I wonder if blindly following our racist policies, these law-enforcement officers are not a gang of their own, with their own kill and deterrence tactics. The only difference being that they are spending money on killing these innocent people, not profiting from it.

 

The Mexican government, as corrupt as it may be, at least invests money and resources into comprehensive care shelters for migrants — equipped with psychosocial counselors, nurses, physicians, teachers, cooks, and legal case workers, all employed by the Mexican government.

 

These same salaried professionals in the United States rarely set foot into the non-profit migrant shelters of El Paso, because our government does not, and will not, pay them to do so. Instead, the health and legal aid of this vulnerable population in the United States is often left up to untrained volunteers, who, however well-meaning, are often implicated or culpable in the devastating consequences.

 

Headaches, backaches, and chest pain are all treated with Tylenol, pregnancy and rashes prescribed hydration, vomiting and diarrhea supplemented by half a dose of penicillin that someone brought across the border split amongst three people.

 

Volunteers administer prescription medications to the wrong guests, tell women in labor to “sleep off the pain,” and are told not to call an ambulance unless “someone gets shot.” As a result, even the do-gooders, those who risk jail and heat stroke to do what nobody will pay professionals to do, can end up hurting the people that they intend to help.

 

Instead of investing billions of dollars in spiked buoys, walls, barbed wire, and riot gear, if the U.S. government invested in providing shelter, health care, and legal aid to the most vulnerable, these deaths would be prevented.

 

We have so much to learn from our neighboring “third world” country. At the very least, we must protect those seeking refuge at our southern border. They did not make the treacherous journey by choice.

 

At 23 years old, many of the men and women escaping violence who I met at the border mirrored me in age. The only thing separating our circumstances was the country in which we were born.

 

I met a man my age who saw his whole village massacred. I met a man my age who was physically assaulted by three cartel members. I met a man my age who had all his documents stolen.

 

I met a woman my age who had four children, one of whom was suffering from severe malnutrition. I met a woman my age with a 7-year-old son who split up with her husband one week after she was separated from her father. I met a woman my age whose 2-week-old son died in detention.

 

I met men and women my age who were threatened with death to vote for political candidates, or to close their small businesses, or to pay exorbitant amounts of money to gangs whose territories span Latin America. I met boys and girls younger than me who were kidnapped, tortured, extorted, and raped.

 

These vulnerable people deserve refuge from the horrors they’ve escaped. That is all they are asking for. And instead, our policies shut them out, push them to exhaustion, or send them into different, horrifying dangers.
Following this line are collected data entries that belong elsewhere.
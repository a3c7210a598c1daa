//! The finding store: one immutable snapshot, swapped atomically.
//!
//! Readers grab an `Arc` to the current snapshot and compute against it;
//! a refresh builds a fresh snapshot and swaps the reference. An in-flight
//! computation keeps the collection it started with, so no locking exists
//! beyond the pointer swap.

use chrono::{DateTime, Utc};
use parking_lot::RwLock;
use scanboard_core::{parse_findings, Finding, RawFinding};
use serde::{Deserialize, Serialize};
use std::sync::Arc;
use tracing::{info, warn};

/// Point-in-time state of the store. Immutable once built.
#[derive(Debug, Clone)]
pub struct Snapshot {
    /// The session's findings, in source order.
    pub findings: Vec<Finding>,
    /// Records excluded by data-quality validation on the last load.
    pub excluded: usize,
    /// When the findings were last loaded successfully. `None` until the
    /// first successful load.
    pub loaded_at: Option<DateTime<Utc>>,
    /// True when the most recent refresh attempt failed and this data is
    /// retained from an earlier load.
    pub stale: bool,
    /// Failure message from the most recent refresh, if it failed.
    pub last_error: Option<String>,
}

impl Snapshot {
    /// Metadata block served alongside view models.
    #[must_use]
    pub fn status(&self) -> StoreStatus {
        StoreStatus {
            findings: self.findings.len(),
            excluded: self.excluded,
            loaded_at: self.loaded_at,
            stale: self.stale,
            last_error: self.last_error.clone(),
        }
    }
}

/// Snapshot metadata for the status endpoint and dashboard payloads.
#[derive(Debug, Clone, PartialEq, Eq, Serialize, Deserialize)]
pub struct StoreStatus {
    /// Findings currently held
    pub findings: usize,
    /// Records excluded by validation on the last load
    pub excluded: usize,
    /// When the last successful load happened
    pub loaded_at: Option<DateTime<Utc>>,
    /// Whether the data is retained from before a failed refresh
    pub stale: bool,
    /// The last refresh failure, if any
    pub last_error: Option<String>,
}

/// Shared handle to the current snapshot.
#[derive(Clone)]
pub struct FindingStore {
    inner: Arc<RwLock<Arc<Snapshot>>>,
}

impl FindingStore {
    /// Create an empty store; the startup load fills it.
    #[must_use]
    pub fn empty() -> Self {
        Self {
            inner: Arc::new(RwLock::new(Arc::new(Snapshot {
                findings: Vec::new(),
                excluded: 0,
                loaded_at: None,
                stale: false,
                last_error: None,
            }))),
        }
    }

    /// Current snapshot. Cheap: clones the `Arc`, not the data.
    #[must_use]
    pub fn snapshot(&self) -> Arc<Snapshot> {
        self.inner.read().clone()
    }

    /// Validate a raw batch and atomically install it as the new snapshot.
    ///
    /// Returns the number of records excluded by validation.
    pub fn install(&self, raw: Vec<RawFinding>) -> usize {
        let (findings, excluded) = parse_findings(raw);
        if excluded > 0 {
            warn!(excluded, "excluded malformed records from batch");
        }

        let snapshot = Arc::new(Snapshot {
            findings,
            excluded,
            loaded_at: Some(Utc::now()),
            stale: false,
            last_error: None,
        });
        info!(
            findings = snapshot.findings.len(),
            excluded, "installed findings snapshot"
        );

        *self.inner.write() = snapshot;
        excluded
    }

    /// Record a failed refresh: keep the current findings, mark them stale.
    pub fn mark_stale(&self, error: &crate::SrvError) {
        warn!(error = %error, "refresh failed, retaining previous findings");

        let mut guard = self.inner.write();
        let previous = guard.as_ref();
        *guard = Arc::new(Snapshot {
            findings: previous.findings.clone(),
            excluded: previous.excluded,
            loaded_at: previous.loaded_at,
            stale: true,
            last_error: Some(error.to_string()),
        });
    }
}
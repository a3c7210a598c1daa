//! View aggregation: findings + severity filter -> chart-ready data.
//!
//! Everything here is a pure transform over its inputs. There is no hidden
//! state and no caching; a trigger (filter change, manual refresh, timer
//! tick) simply calls [`compute_views`] again against the current snapshot.

use std::collections::BTreeMap;

use crate::types::{
    Finding, KpiTotals, ServiceSeverityCount, Severity, SeverityCount, SeverityFilter, Status,
    StatusSeverityCount, TimelinePoint, ViewModel,
};

/// Select the working set for a filter, preserving store order.
#[must_use]
pub fn filter_findings(findings: &[Finding], filter: SeverityFilter) -> Vec<Finding> {
    findings
        .iter()
        .filter(|finding| filter.matches(finding.severity))
        .cloned()
        .collect()
}

/// Compute the KPI counters over the full, unfiltered collection.
#[must_use]
pub fn compute_kpis(findings: &[Finding]) -> KpiTotals {
    KpiTotals {
        total: findings.len(),
        fails: findings
            .iter()
            .filter(|finding| finding.status == Status::Fail)
            .count(),
        passes: findings
            .iter()
            .filter(|finding| finding.status == Status::Pass)
            .count(),
    }
}

/// Derive every chart input from the findings and the current filter.
///
/// KPI totals are computed over the unfiltered collection; the grouped
/// counts and timeline over the working set the filter selects. Grouped
/// counts accumulate in ordered maps, so identical inputs always produce
/// an identical `ViewModel`.
#[must_use]
pub fn compute_views(findings: &[Finding], filter: SeverityFilter) -> ViewModel {
    let kpis = compute_kpis(findings);
    let rows = filter_findings(findings, filter);

    let mut by_status: BTreeMap<(Status, Severity), usize> = BTreeMap::new();
    let mut by_severity: BTreeMap<Severity, usize> = BTreeMap::new();
    let mut by_service: BTreeMap<(String, Severity), usize> = BTreeMap::new();

    for finding in &rows {
        *by_status.entry((finding.status, finding.severity)).or_default() += 1;
        *by_severity.entry(finding.severity).or_default() += 1;
        *by_service
            .entry((finding.service.clone(), finding.severity))
            .or_default() += 1;
    }

    let status_by_severity = by_status
        .into_iter()
        .map(|((status, severity), count)| StatusSeverityCount {
            status,
            severity,
            count,
        })
        .collect();

    let severity_shares = by_severity
        .into_iter()
        .map(|(severity, count)| SeverityCount { severity, count })
        .collect();

    let service_by_severity = by_service
        .into_iter()
        .map(|((service, severity), count)| ServiceSeverityCount {
            service,
            severity,
            count,
        })
        .collect();

    let timeline = rows
        .iter()
        .map(|finding| TimelinePoint {
            service: finding.service.clone(),
            severity: finding.severity,
            timestamp: finding.timestamp,
        })
        .collect();

    ViewModel {
        kpis,
        status_by_severity,
        severity_shares,
        service_by_severity,
        rows,
        timeline,
    }
}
We can do better.

 

If we indoctrinate our youth with the American God complex, the least we could do, as a nation, is pass and implement policies that protect God’s children.

 

 

Medha Palnati is a second-year medical student at Albany Medical College in upstate New York. She spent the summer working with refugees and migrants on the border, with a focus on making health care accessible to the most impoverished. This oped is republished from El Paso Matters under a Creative Commons license.